* [Exercise prompt]:
If "expected" shows up in a line of the material, return that line.
————
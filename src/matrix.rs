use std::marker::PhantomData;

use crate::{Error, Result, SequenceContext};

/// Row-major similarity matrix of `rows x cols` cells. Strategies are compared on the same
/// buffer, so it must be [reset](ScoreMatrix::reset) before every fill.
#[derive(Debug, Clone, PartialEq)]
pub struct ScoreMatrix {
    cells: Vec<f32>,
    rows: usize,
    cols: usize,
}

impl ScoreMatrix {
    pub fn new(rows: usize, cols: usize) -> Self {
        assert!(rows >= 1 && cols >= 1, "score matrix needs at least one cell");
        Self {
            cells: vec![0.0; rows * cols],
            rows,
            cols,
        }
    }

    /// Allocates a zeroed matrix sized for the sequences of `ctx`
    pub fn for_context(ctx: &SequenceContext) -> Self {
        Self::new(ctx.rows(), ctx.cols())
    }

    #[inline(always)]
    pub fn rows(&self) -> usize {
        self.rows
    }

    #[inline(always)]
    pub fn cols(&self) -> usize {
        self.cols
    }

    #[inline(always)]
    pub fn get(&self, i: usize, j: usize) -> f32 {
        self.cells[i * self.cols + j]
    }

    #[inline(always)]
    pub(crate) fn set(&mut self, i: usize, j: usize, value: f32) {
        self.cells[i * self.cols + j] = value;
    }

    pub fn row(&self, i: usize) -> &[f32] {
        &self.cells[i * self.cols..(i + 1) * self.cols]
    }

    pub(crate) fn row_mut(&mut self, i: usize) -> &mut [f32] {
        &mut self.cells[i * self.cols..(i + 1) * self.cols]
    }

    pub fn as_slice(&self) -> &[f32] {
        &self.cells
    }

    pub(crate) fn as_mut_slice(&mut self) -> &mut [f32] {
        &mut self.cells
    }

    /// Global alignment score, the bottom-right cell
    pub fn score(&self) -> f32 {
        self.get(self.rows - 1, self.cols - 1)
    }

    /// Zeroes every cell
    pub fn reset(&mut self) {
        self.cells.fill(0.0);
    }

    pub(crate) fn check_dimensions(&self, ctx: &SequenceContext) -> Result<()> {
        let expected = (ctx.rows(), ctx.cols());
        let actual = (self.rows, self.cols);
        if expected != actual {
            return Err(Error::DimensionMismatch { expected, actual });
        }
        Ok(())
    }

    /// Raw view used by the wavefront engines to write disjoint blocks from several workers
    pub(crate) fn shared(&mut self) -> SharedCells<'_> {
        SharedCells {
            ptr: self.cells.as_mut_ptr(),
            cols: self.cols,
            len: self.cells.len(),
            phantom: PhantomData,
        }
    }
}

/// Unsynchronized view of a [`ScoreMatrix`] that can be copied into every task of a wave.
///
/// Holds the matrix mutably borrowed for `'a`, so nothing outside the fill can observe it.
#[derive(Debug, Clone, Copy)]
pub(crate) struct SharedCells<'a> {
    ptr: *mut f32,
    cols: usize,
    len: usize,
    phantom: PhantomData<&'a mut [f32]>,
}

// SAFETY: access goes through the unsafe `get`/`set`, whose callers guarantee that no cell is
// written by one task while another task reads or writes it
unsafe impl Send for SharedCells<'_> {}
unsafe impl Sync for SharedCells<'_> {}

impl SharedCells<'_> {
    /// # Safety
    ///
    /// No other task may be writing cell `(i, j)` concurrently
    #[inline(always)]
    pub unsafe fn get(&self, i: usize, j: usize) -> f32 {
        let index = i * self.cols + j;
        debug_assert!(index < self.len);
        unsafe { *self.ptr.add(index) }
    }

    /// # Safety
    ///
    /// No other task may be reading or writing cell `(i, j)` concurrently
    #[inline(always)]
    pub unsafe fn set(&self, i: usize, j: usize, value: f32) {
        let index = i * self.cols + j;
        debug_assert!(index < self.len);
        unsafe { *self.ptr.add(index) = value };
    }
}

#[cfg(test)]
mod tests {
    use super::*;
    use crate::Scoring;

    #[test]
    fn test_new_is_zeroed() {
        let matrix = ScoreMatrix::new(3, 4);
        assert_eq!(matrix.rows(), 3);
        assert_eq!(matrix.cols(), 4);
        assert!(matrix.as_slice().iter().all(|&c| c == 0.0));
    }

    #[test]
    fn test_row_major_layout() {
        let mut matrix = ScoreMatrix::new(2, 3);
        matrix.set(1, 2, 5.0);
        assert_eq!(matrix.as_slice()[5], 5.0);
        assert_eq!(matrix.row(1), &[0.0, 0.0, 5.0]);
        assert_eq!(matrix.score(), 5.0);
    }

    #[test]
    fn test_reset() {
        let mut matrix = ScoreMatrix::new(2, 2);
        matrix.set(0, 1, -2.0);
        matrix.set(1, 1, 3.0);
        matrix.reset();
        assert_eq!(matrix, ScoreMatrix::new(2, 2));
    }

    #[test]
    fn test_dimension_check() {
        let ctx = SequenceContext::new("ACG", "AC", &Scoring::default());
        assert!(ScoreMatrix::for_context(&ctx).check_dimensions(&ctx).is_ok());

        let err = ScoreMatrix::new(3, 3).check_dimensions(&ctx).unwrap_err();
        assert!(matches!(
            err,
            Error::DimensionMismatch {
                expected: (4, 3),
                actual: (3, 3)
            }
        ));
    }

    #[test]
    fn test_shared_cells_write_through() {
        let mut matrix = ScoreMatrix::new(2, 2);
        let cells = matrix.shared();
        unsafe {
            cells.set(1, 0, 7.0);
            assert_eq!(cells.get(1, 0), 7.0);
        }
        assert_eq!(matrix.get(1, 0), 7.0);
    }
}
————
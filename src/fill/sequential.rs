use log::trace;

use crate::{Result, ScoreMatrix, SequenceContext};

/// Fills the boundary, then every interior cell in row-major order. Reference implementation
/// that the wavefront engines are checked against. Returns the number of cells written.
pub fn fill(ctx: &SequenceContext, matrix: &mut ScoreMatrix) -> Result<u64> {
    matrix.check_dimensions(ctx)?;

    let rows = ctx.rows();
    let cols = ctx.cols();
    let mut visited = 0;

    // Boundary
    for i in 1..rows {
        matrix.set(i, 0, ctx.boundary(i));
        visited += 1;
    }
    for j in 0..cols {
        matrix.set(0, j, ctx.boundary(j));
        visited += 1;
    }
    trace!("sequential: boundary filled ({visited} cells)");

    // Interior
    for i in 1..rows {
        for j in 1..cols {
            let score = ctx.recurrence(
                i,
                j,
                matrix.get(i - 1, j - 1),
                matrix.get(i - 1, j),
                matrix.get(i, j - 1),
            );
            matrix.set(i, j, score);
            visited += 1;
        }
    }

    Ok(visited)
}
————
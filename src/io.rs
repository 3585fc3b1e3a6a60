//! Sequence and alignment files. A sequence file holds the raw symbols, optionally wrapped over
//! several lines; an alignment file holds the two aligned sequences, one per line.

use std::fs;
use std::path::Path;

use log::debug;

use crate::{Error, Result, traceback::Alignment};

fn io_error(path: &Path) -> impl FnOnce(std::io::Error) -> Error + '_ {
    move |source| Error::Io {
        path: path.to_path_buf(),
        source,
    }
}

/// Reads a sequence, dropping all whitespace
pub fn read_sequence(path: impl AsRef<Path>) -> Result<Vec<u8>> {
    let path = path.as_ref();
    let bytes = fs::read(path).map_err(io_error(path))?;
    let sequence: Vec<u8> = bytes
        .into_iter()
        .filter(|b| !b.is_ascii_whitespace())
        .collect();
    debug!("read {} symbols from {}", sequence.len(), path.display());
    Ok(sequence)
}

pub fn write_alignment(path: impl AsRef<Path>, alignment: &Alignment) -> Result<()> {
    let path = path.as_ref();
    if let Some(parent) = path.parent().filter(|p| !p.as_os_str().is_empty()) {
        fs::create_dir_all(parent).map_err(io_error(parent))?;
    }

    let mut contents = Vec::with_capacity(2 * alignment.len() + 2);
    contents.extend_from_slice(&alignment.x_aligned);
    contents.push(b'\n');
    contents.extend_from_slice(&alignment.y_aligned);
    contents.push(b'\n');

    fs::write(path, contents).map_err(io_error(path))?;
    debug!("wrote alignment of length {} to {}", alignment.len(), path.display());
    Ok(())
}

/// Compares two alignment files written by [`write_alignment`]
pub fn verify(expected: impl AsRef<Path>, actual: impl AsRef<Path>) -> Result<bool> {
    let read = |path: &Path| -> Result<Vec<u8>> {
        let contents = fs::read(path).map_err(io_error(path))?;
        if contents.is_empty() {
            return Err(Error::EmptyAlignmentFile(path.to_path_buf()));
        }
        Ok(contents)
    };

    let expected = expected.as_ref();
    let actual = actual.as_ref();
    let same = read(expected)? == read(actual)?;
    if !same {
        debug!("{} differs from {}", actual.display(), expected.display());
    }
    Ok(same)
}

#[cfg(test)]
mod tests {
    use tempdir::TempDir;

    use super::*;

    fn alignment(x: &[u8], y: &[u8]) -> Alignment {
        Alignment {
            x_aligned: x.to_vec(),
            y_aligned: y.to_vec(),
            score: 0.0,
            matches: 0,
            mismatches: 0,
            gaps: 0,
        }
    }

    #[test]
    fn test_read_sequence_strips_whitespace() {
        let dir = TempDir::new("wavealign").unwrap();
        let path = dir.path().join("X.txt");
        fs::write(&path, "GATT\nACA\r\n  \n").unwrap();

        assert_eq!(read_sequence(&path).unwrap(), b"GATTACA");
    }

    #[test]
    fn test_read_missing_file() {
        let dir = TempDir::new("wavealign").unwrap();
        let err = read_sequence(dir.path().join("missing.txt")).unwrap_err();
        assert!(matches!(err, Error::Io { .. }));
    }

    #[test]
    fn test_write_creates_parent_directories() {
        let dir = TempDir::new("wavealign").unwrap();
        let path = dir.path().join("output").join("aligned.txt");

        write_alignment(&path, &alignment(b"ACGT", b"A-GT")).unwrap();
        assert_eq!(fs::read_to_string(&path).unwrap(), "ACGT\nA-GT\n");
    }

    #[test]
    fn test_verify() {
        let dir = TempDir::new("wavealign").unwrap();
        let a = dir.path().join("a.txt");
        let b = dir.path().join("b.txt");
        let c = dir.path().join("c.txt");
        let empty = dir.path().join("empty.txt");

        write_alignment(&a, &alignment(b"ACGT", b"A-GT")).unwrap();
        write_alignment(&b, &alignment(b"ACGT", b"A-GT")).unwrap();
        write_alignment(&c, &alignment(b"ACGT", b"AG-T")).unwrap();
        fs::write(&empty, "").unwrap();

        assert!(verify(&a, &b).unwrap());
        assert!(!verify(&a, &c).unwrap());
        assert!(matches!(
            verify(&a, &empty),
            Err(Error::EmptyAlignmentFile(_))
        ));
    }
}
————
* [Output below]:
        let expected = (ctx.rows(), ctx.cols());
        if expected != actual {
            return Err(Error::DimensionMismatch { expected, actual });
                expected: (4, 3),
pub fn verify(expected: impl AsRef<Path>, actual: impl AsRef<Path>) -> Result<bool> {
    let expected = expected.as_ref();
    let same = read(expected)? == read(actual)?;
        debug!("{} differs from {}", actual.display(), expected.display());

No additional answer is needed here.